The other is the real likelihood that such treatments would have to be given again over a person’s lifetime, which means getting around resistance raised by the immune system. An immune response to a gene therapy comes in the form of antibodies against whatever virus carries the “healthy gene” to cells as a transport vector, even when that virus is re-engineered to be harmless.

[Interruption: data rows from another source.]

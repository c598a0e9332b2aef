use std::path::Path;

pub use config::ConfigError;

use crate::monitor;
use crate::notify::alertzy;
use crate::raise3d;

#[derive(Debug, Clone, Default, serde::Deserialize)]
pub struct Config {
    #[serde(default)]
    pub printer: raise3d::Config,
    #[serde(default)]
    pub alertzy: Option<alertzy::Config>,
    #[serde(default)]
    pub monitor: monitor::Config,
}

/// `raise3d.{toml,yaml,json}` from the working directory if present, then
/// `path` if given, then `RAISE3D_*` environment variables
/// (`RAISE3D_ALERTZY__KEY`, `RAISE3D_MONITOR__INTERVAL`, ...).
pub fn load(path: Option<&Path>) -> Result<Config, ConfigError> {
    let mut builder =
        config::Config::builder().add_source(config::File::with_name("raise3d").required(false));
    if let Some(path) = path {
        builder = builder.add_source(config::File::from(path));
    }
    builder
        .add_source(
            config::Environment::with_prefix("RAISE3D")
                .prefix_separator("_")
                .separator("__"),
        )
        .build()?
        .try_deserialize::<Config>()
}
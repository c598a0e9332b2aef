//! Push notifications sent while monitoring.

use async_trait::async_trait;

use crate::error::Result;

pub mod alertzy;

#[derive(Clone, Debug, PartialEq, Eq)]
pub struct Notification {
    pub title: String,
    pub message: Option<String>,
}

impl Notification {
    pub fn new(title: impl Into<String>) -> Self {
        Self {
            title: title.into(),
            message: None,
        }
    }

    pub fn message(mut self, message: impl Into<String>) -> Self {
        self.message = Some(message.into());
        self
    }
}

#[async_trait]
pub trait Notifier: Send + Sync {
    async fn send(&self, notification: &Notification) -> Result<()>;
}
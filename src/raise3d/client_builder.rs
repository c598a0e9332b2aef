use std::{
    future::{Future, IntoFuture},
    pin::Pin,
    time::Duration,
};

use super::{client::Client, transport::HttpTransport, Config};
use crate::error::{Error, Result};

/// Resolves to a logged-in [`Client`] when awaited.
pub struct ClientBuilder {
    addr: String,
    password: String,
    timeout: Option<Duration>,
}

impl ClientBuilder {
    pub fn new(addr: impl Into<String>, password: impl Into<String>) -> ClientBuilder {
        ClientBuilder {
            addr: addr.into(),
            password: password.into(),
            timeout: None,
        }
    }

    pub fn timeout(mut self, timeout: Duration) -> Self {
        self.timeout = Some(timeout);
        self
    }

    pub fn config(self, config: &Config) -> Self {
        match config.timeout {
            Some(secs) => self.timeout(Duration::from_secs(secs)),
            None => self,
        }
    }
}

impl IntoFuture for ClientBuilder {
    type Output = Result<Client>;
    type IntoFuture = Pin<Box<dyn Future<Output = Self::Output> + Send>>;

    fn into_future(self) -> Self::IntoFuture {
        Box::pin(async move {
            let transport = HttpTransport::new(self.timeout)?;
            let mut client = Client::with_transport(&self.addr, self.password, transport);
            client.login().await.inspect_err(|err| {
                if !matches!(err, Error::TransportFailed(_)) {
                    tracing::warn!("printer at {} refused login", self.addr);
                }
            })?;

            Ok(client)
        })
    }
}
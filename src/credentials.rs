use std::io::{self, BufRead, Write};

/// Where the printer password comes from.
pub trait Credentials {
    fn password(&self) -> io::Result<String>;
}

pub struct Static(pub String);

impl Credentials for Static {
    fn password(&self) -> io::Result<String> {
        Ok(self.0.clone())
    }
}

/// Asks on stdout and reads one line from stdin.
pub struct Prompt;

impl Credentials for Prompt {
    fn password(&self) -> io::Result<String> {
        let mut stdout = io::stdout();
        write!(stdout, "Password: ")?;
        stdout.flush()?;
        read_password(io::stdin().lock())
    }
}

fn read_password(mut input: impl BufRead) -> io::Result<String> {
    let mut line = String::new();
    if input.read_line(&mut line)? == 0 {
        return Err(io::Error::new(
            io::ErrorKind::UnexpectedEof,
            "no password given",
        ));
    }
    Ok(line.trim_end_matches(['\r', '\n']).to_string())
}
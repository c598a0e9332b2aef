use std::time::Duration;

use async_trait::async_trait;

use crate::error::Result;

/// How the client reaches the printer. Every request is a GET with query
/// parameters answered by a JSON body.
#[async_trait]
pub trait Transport: Send + Sync {
    async fn get(&self, url: &str, query: &[(&str, &str)]) -> Result<String>;
}

#[derive(Clone, Debug, Default)]
pub struct HttpTransport {
    client: reqwest::Client,
}

impl HttpTransport {
    pub fn new(timeout: Option<Duration>) -> Result<Self> {
        let mut builder = reqwest::Client::builder();
        if let Some(timeout) = timeout {
            builder = builder.timeout(timeout);
        }
        Ok(Self {
            client: builder.build()?,
        })
    }
}

#[async_trait]
impl Transport for HttpTransport {
    async fn get(&self, url: &str, query: &[(&str, &str)]) -> Result<String> {
        let response = self.client.get(url).query(query).send().await?;
        tracing::trace!("GET {} -> {}", url, response.status());
        // failures are reported inside the envelope, not via the HTTP status
        Ok(response.text().await?)
    }
}
use async_trait::async_trait;

use super::{Notification, Notifier};
use crate::error::{Error, Result};

pub const SEND_URL: &str = "https://alertzy.app/send";

#[derive(Debug, Clone, serde::Deserialize)]
pub struct Config {
    /// Alertzy account key.
    pub key: String,
    #[serde(default)]
    pub url: Option<String>,
}

#[derive(Clone, Debug)]
pub struct Client {
    http: reqwest::Client,
    key: String,
    url: String,
}

impl Client {
    pub fn new(key: impl Into<String>) -> Self {
        Self {
            http: reqwest::Client::new(),
            key: key.into(),
            url: SEND_URL.to_string(),
        }
    }

    pub fn from_config(config: &Config) -> Self {
        let client = Self::new(config.key.clone());
        match &config.url {
            Some(url) => client.url(url.clone()),
            None => client,
        }
    }

    pub fn url(mut self, url: impl Into<String>) -> Self {
        self.url = url.into();
        self
    }

    /// The form POST for `notification`, ready to execute.
    pub fn request(&self, notification: &Notification) -> Result<reqwest::Request> {
        let mut form = vec![
            ("accountKey", self.key.as_str()),
            ("title", notification.title.as_str()),
        ];
        if let Some(message) = notification.message.as_deref() {
            form.push(("message", message));
        }
        Ok(self.http.post(&self.url).form(&form).build()?)
    }
}

#[async_trait]
impl Notifier for Client {
    async fn send(&self, notification: &Notification) -> Result<()> {
        let request = self.request(notification)?;
        let response = self.http.execute(request).await?;
        let status = response.status();
        tracing::debug!("notification send status: {}", status);
        if !status.is_success() {
            return Err(Error::NotificationFailed(status.as_u16()));
        }
        Ok(())
    }
}

#[cfg(test)]
mod tests {
    use super::*;

    fn body(request: &reqwest::Request) -> String {
        let bytes = request
            .body()
            .and_then(|body| body.as_bytes())
            .expect("form body is buffered");
        String::from_utf8(bytes.to_vec()).unwrap()
    }

    #[test]
    fn posts_url_encoded_form() {
        let client = Client::new("acc-key");
        let request = client
            .request(&Notification::new("Printer Progress").message("45.0%, 0:02:00 remaining"))
            .unwrap();

        assert_eq!(request.method(), reqwest::Method::POST);
        assert_eq!(request.url().as_str(), SEND_URL);
        assert_eq!(
            request.headers()[reqwest::header::CONTENT_TYPE],
            "application/x-www-form-urlencoded"
        );
        assert_eq!(
            body(&request),
            "accountKey=acc-key&title=Printer+Progress&message=45.0%25%2C+0%3A02%3A00+remaining"
        );
    }

    #[test]
    fn message_is_optional() {
        let client = Client::new("k").url("http://localhost:9/send");
        let request = client.request(&Notification::new("Done")).unwrap();
        assert_eq!(body(&request), "accountKey=k&title=Done");
        assert_eq!(request.url().as_str(), "http://localhost:9/send");
    }
}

“I think we know we’re going to have to treat people again, and right now what we’ve done is immunize them against the vector,” Hesterlee said. “They’re developing really high antibodies after treatment, so you can’t use the same vector.
“I think that’s going to be a big, big challenge: How do we deal with people that have pre-existing antibodies, and then how do we deal with re-dosing?” she asked.
This challenge could include SMA, because enough time has not elapsed to be certain that Zolgensma truly is a one-time treatment.
Gene therapy is “likely” much more stable in the CNS [central nervous system, the brain and spinal cord] than in muscle, Hesterlee said, but only time will tell definitively.
“People speculate ‘one-and-done‘ [but] we know that might not be the case,” she said. “We just don’t have enough long-term data to really understand how long this lasts in muscle, how long this lasts in the CNS.”
It’s “assumed” the “CNS has good stability,” she added. “But again, we don’t know.” In Zolgensma, as in other investigational gene therapies, the delivered gene sits outside a cell’s chromosome, meaning it does not integrate into the cells’ own DNA, and is not passed down to newly formed cells.
“There can be reasons you might lose these sort of extra-chromosomal pieces of DNA over time,” Hesterlee said.
Re-treatment also might be wanted for children given low and non-optimal doses in clinical trials, and that means confronting antibodies.
“There’s a lot of activity around this,” especially because re-treatment will be essential for gene therapies in many other neuromuscular diseases.
“And we’ll figure it out,” Hesterlee said, “but it isn’t gonna be in this year.”